_ASSIGNED TASK_: Please reproduce exactly the lines from the start of the records through the one containing "Strip emoji, collapse", and nothing more.

_Extracted data entries_:
--*--

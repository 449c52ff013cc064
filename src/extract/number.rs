//! Number and line normalization shared by the extractors.

use regex::Regex;
use std::sync::LazyLock;

static COMMA_GROUPS: LazyLock<Regex> = LazyLock::new(|| Regex::new(r"^\d{1,3}(,\d{3})+$").unwrap());
static DOT_GROUPS: LazyLock<Regex> = LazyLock::new(|| Regex::new(r"^\d{1,3}(\.\d{3})+$").unwrap());

static PICTOGRAPHS: LazyLock<Regex> =
    LazyLock::new(|| Regex::new(r"[\p{Extended_Pictographic}\x{FE0F}]").unwrap());
static HORIZONTAL_SPACE: LazyLock<Regex> = LazyLock::new(|| Regex::new(r"[^\S\r\n]+").unwrap());

/// Parse a human-formatted number.
///
/// Separators are disambiguated by shape: with both `,` and `.` present the
/// commas group thousands; a lone separator groups thousands only when every
/// group after the first has exactly three digits, otherwise a comma is a
/// decimal mark.
pub fn normalize_number(raw: &str) -> Option<f64> {
    let cleaned: String = raw
        .chars()
        .filter(|c| !c.is_whitespace() && !matches!(c, '\u{00A0}' | '\'' | '’'))
        .collect();
    if cleaned.is_empty() {
        return None;
    }

    let has_comma = cleaned.contains(',');
    let has_dot = cleaned.contains('.');

    let normalized = if has_comma && has_dot {
        cleaned.replace(',', "")
    } else if has_comma {
        if COMMA_GROUPS.is_match(&cleaned) {
            cleaned.replace(',', "")
        } else {
            cleaned.replace(',', ".")
        }
    } else if has_dot && DOT_GROUPS.is_match(&cleaned) {
        cleaned.replace('.', "")
    } else {
        cleaned
    };

    let digits: String = normalized
        .chars()
        .filter(|c| c.is_ascii_digit() || *c == '.')
        .collect();
    if digits.is_empty() {
        return None;
    }

    digits.parse::<f64>().ok().filter(|v| v.is_finite())
}

/// Strip emoji, collapse horizontal whitespace and fold `²` to `2`.
pub fn normalize_line(line: &str) -> String {
    let without_emoji = PICTOGRAPHS.replace_all(line, "");
    HORIZONTAL_SPACE
        .replace_all(&without_emoji, " ")
        .replace('²', "2")
}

--*--

_FINISHED TASK_:
repository 449c52ff013cc064
filename src/extract/number.rs
//! Number and line normalization shared by the extractors.

use regex::Regex;
use std::sync::LazyLock;

static COMMA_GROUPS: LazyLock<Regex> = LazyLock::new(|| Regex::new(r"^\d{1,3}(,\d{3})+$").unwrap());
static DOT_GROUPS: LazyLock<Regex> = LazyLock::new(|| Regex::new(r"^\d{1,3}(\.\d{3})+$").unwrap());

static PICTOGRAPHS: LazyLock<Regex> =
    LazyLock::new(|| Regex::new(r"[\p{Extended_Pictographic}\x{FE0F}]").unwrap());
static HORIZONTAL_SPACE: LazyLock<Regex> = LazyLock::new(|| Regex::new(r"[^\S\r\n]+").unwrap());

/// Parse a human-formatted number.
///
/// Separators are disambiguated by shape: with both `,` and `.` present the
/// commas group thousands; a lone separator groups thousands only when every
/// group after the first has exactly three digits, otherwise a comma is a
/// decimal mark.
pub fn normalize_number(raw: &str) -> Option<f64> {
    let cleaned: String = raw
        .chars()
        .filter(|c| !c.is_whitespace() && !matches!(c, '\u{00A0}' | '\'' | '’'))
        .collect();
    if cleaned.is_empty() {
        return None;
    }

    let has_comma = cleaned.contains(',');
    let has_dot = cleaned.contains('.');

    let normalized = if has_comma && has_dot {
        cleaned.replace(',', "")
    } else if has_comma {
        if COMMA_GROUPS.is_match(&cleaned) {
            cleaned.replace(',', "")
        } else {
            cleaned.replace(',', ".")
        }
    } else if has_dot && DOT_GROUPS.is_match(&cleaned) {
        cleaned.replace('.', "")
    } else {
        cleaned
    };

    let digits: String = normalized
        .chars()
        .filter(|c| c.is_ascii_digit() || *c == '.')
        .collect();
    if digits.is_empty() {
        return None;
    }

    digits.parse::<f64>().ok().filter(|v| v.is_finite())
}

/// Strip emoji, collapse horizontal whitespace and fold `²` to `2`.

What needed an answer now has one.